Youth in Colombia continue to be trapped by a range of armed groups, which use everything from bribery to death threats to get them into their ranks, a new report finds.
The report – published in February by the Colombian Organized Crime Observatory, a partnership between InSight Crime and Bogotá-based Universidad del Rosario – looks at the span of child recruitment in Colombia, where all but two departments registered cases between 2017 and 2020.
Child recruitment has been climbing since the signing of the government’s 2016 peace accords with the now-extinct Revolutionary Armed Forces of Colombia (Fuerzas Armadas Revolucionarias de Colombia – FARC), once Colombia’s largest guerrilla group, the report’s author, Mathew Charles, found.
For his research, Charles used extensive fieldwork, databases of several nongovernmental organizations, and the published records of local government and police offices. Child recruitment has only worsened amid the pandemic, which shut down schools and other activities while giving irregular armed groups greater control of territories as resources were shifted elsewhere.
Below, InSight Crime unpacks five key takeaways from the publication.
By the Numbers
Concentrating primarily on boys between the ages of 12 to 15, armed groups reportedly recruited 1,020 youths during the four years of the study, though this number is undoubtedly far higher, considering that many victims and their families choose not to report such activity.
Mired in conflict due to their location along drug supply lines, the departments of Córdoba, Antioquia and Chocó accounted for nearly half of all incidents recorded.
Indigenous and Afro-Colombian communities were at the greatest risk for child recruitment. Minors were used as local guides or simply additional soldiers, the report found.
Key Drivers of Recruitment
Without question, competition for territorial control is the main catalyst for illicit recruitment, as armed groups turn to children and adolescents to boost their numbers.
Conflicts driving illicit recruitment included the National Liberation Army (Ejército de Liberación Nacional – ELN) guerrilla force battling the Urabeños drug clan in the northwestern department of Chocó. And dissidents with the FARC drew upon minors in their fight with military forces in the department of Meta.
The report noted that such rivalries did not necessarily have to be violent to spur child recruitment. For example, in the municipality of San José de Guaviare, FARC dissidents compete with the Urabeños and other armed groups for control of valuable drug trafficking routes into Venezuela and Brazil.
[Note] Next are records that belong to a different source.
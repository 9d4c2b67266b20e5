use std::path::PathBuf;
use std::time::Duration;

use clap::{builder::ValueParser, value_parser, Arg, ArgAction, ArgMatches, Command};
use cuesplit::config::{Config, SplitOptions, DEFAULT_CUE_ENCODING};
use cuesplit::format::OutputFormat;

pub const DEFAULT_FORMAT: &str = "flac";

fn parse_format(value: &str) -> Result<OutputFormat, String> {
    value.parse()
}

fn parse_jobs(value: &str) -> Result<usize, String> {
    match value.parse::<usize>() {
        Ok(jobs) if jobs > 0 => Ok(jobs),
        _ => Err(format!("invalid job count '{value}', expected a positive integer")),
    }
}

pub fn build_cli() -> Command {
    Command::new(env!("CARGO_PKG_NAME"))
        .author(env!("CARGO_PKG_AUTHORS"))
        .about("Split a cue sheet audio image into per-track files")
        .version(env!("CARGO_PKG_VERSION"))
        .arg(
            Arg::new("cue")
                .value_name("CUE_FILE")
                .help("Path to the cue sheet")
                .required(true)
                .value_parser(value_parser!(PathBuf)),
        )
        .arg(
            Arg::new("audio")
                .short('a')
                .long("audio")
                .value_name("AUDIO_FILE")
                .help("Audio image to split, overriding the FILE entries of the cue sheet")
                .value_parser(value_parser!(PathBuf)),
        )
        .arg(
            Arg::new("output")
                .short('o')
                .long("output")
                .value_name("OUTPUT_DIR")
                .help("Directory where the tracks will be written")
                .default_value(".")
                .value_parser(value_parser!(PathBuf)),
        )
        .arg(
            Arg::new("format")
                .short('f')
                .long("format")
                .value_name("FORMAT")
                .help("Output format: wav, mp3 or flac")
                .default_value(DEFAULT_FORMAT)
                .value_parser(ValueParser::new(parse_format)),
        )
        .arg(
            Arg::new("encoding")
                .short('e')
                .long("encoding")
                .value_name("ENCODING")
                .help("Text encoding of the cue sheet (e.g. utf-8, gbk, shift_jis, or auto)")
                .default_value(DEFAULT_CUE_ENCODING),
        )
        .arg(
            Arg::new("overwrite")
                .long("overwrite")
                .help("Overwrite existing files in the output directory")
                .action(ArgAction::SetTrue),
        )
        .arg(
            Arg::new("no-metadata")
                .long("no-metadata")
                .help("Do not write any tags and name files after the audio image")
                .action(ArgAction::SetTrue),
        )
        .arg(
            Arg::new("jobs")
                .short('j')
                .long("jobs")
                .value_name("N")
                .help("Number of parallel encodes (WAV output always uses one)")
                .value_parser(ValueParser::new(parse_jobs)),
        )
        .arg(
            Arg::new("offset")
                .long("offset")
                .value_name("N")
                .help("Number added to every track number")
                .allow_negative_numbers(true)
                .default_value("0")
                .value_parser(value_parser!(i64)),
        )
        .arg(
            Arg::new("write-disc")
                .long("write-disc")
                .help("Write a disc number tag")
                .action(ArgAction::SetTrue),
        )
        .arg(
            Arg::new("disc-number")
                .long("disc-number")
                .value_name("N")
                .help("Disc number written with --write-disc")
                .default_value("1")
                .value_parser(value_parser!(u32).range(1..)),
        )
        .arg(
            Arg::new("timeout")
                .long("timeout")
                .value_name("SECONDS")
                .help("Kill an encode that runs longer than this")
                .value_parser(value_parser!(u64).range(1..)),
        )
        .arg(
            Arg::new("dry-run")
                .long("dry-run")
                .help("Print the planned tracks without encoding anything")
                .action(ArgAction::SetTrue),
        )
        .arg(
            Arg::new("verbose")
                .short('v')
                .long("verbose")
                .help("Enable debug logging")
                .action(ArgAction::SetTrue),
        )
}

/// Turn parsed arguments into split options, filling gaps from `config`
pub fn split_options(matches: &ArgMatches, config: &Config) -> SplitOptions {
    let mut options = SplitOptions::new(
        matches
            .get_one::<PathBuf>("cue")
            .cloned()
            .unwrap_or_default(),
    );

    options.audio_file = matches.get_one::<PathBuf>("audio").cloned();
    if let Some(output) = matches.get_one::<PathBuf>("output") {
        options.output_dir = output.clone();
    }
    if let Some(format) = matches.get_one::<OutputFormat>("format") {
        options.format = *format;
    }
    if let Some(encoding) = matches.get_one::<String>("encoding") {
        options.cue_encoding = encoding.clone();
    }
    options.overwrite = matches.get_flag("overwrite");
    options.no_metadata = matches.get_flag("no-metadata");
    options.jobs = matches
        .get_one::<usize>("jobs")
        .copied()
        .unwrap_or(config.default_jobs);
    options.track_offset = matches.get_one::<i64>("offset").copied().unwrap_or(0);
    if matches.get_flag("write-disc") {
        options.disc_number = matches.get_one::<u32>("disc-number").copied();
    }
    options.encode_timeout = matches
        .get_one::<u64>("timeout")
        .map(|secs| Duration::from_secs(*secs))
        .or(config.encode_timeout);

    options
}

/// Tracing filter: `RUST_LOG` wins, otherwise info, or debug with --verbose
pub fn log_filter(config: &Config, verbose: bool) -> String {
    match &config.log_filter {
        Some(filter) => filter.clone(),
        None if verbose => "debug".to_string(),
        None => "info".to_string(),
    }
}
A tacit peace agreement exists in this zone, with the groups having divvied up the various routes, yet the area still ranked in the top five Colombian municipalities for recruitment of minors.
The Recruiter’s Playbook
To this day, coercion and death threats remain common forms of recruitment, especially in areas where armed actors lack the tools or time to entice youths. Their modus operandi depends entirely on the region, adapting to the resources and level of social control that a group exercises over a community.
Methods employed by armed groups included offering money, drugs, alcohol, clothes, motorcycles or weapons. The groups have even organized soccer tournaments. Individuals, both male and female, have also received offers of sex from older members.
One former recruit put it simply: “I saw that they lived comfortably, with motorcycles and money. For that reason, I decided to go with them to the mountains.”
Indeed, financial incentives appear to have increased as the average payment to recruited youths used to hover at around $380, but as the report found, those numbers have jumped to roughly $964 in Tumaco.
In regions where poverty and minimal state presence leave young people with few alternatives, such incentives can be more than enough to spur enlistment.
Beyond the Countryside
Though often framed as a predominantly rural issue, urban youth are also preyed upon. The cities of Montería and Medellín are ranked among the top ten municipalities for recruitment cases nationwide.
Links among large-scale trafficking organizations and local gangs drive this recruitment.
“Violent, armed non-state groups are forming ever-more alliances with urban gangs to assist them in trafficking and selling drugs,” the report states.
Magnified by the Pandemic
The Covid-19 pandemic created ideal conditions for armed groups to lure minors into their ranks.
The health crisis and prolonged quarantine orders due to the pandemic increased poverty, and allowed armed groups to boost their social control in many communities.
The shutdown of schools in rural areas meant that children, many of whom lacked internet access and computers, were left to fend for themselves. The free time and lack of supervision provided them with ample opportunities to carry out assignments for armed groups.
The report cited one example in the department of Córdoba in which the Urabeños drug gang allegedly stole portable computers that had been sent to a local school to prevent the students from attending classes online.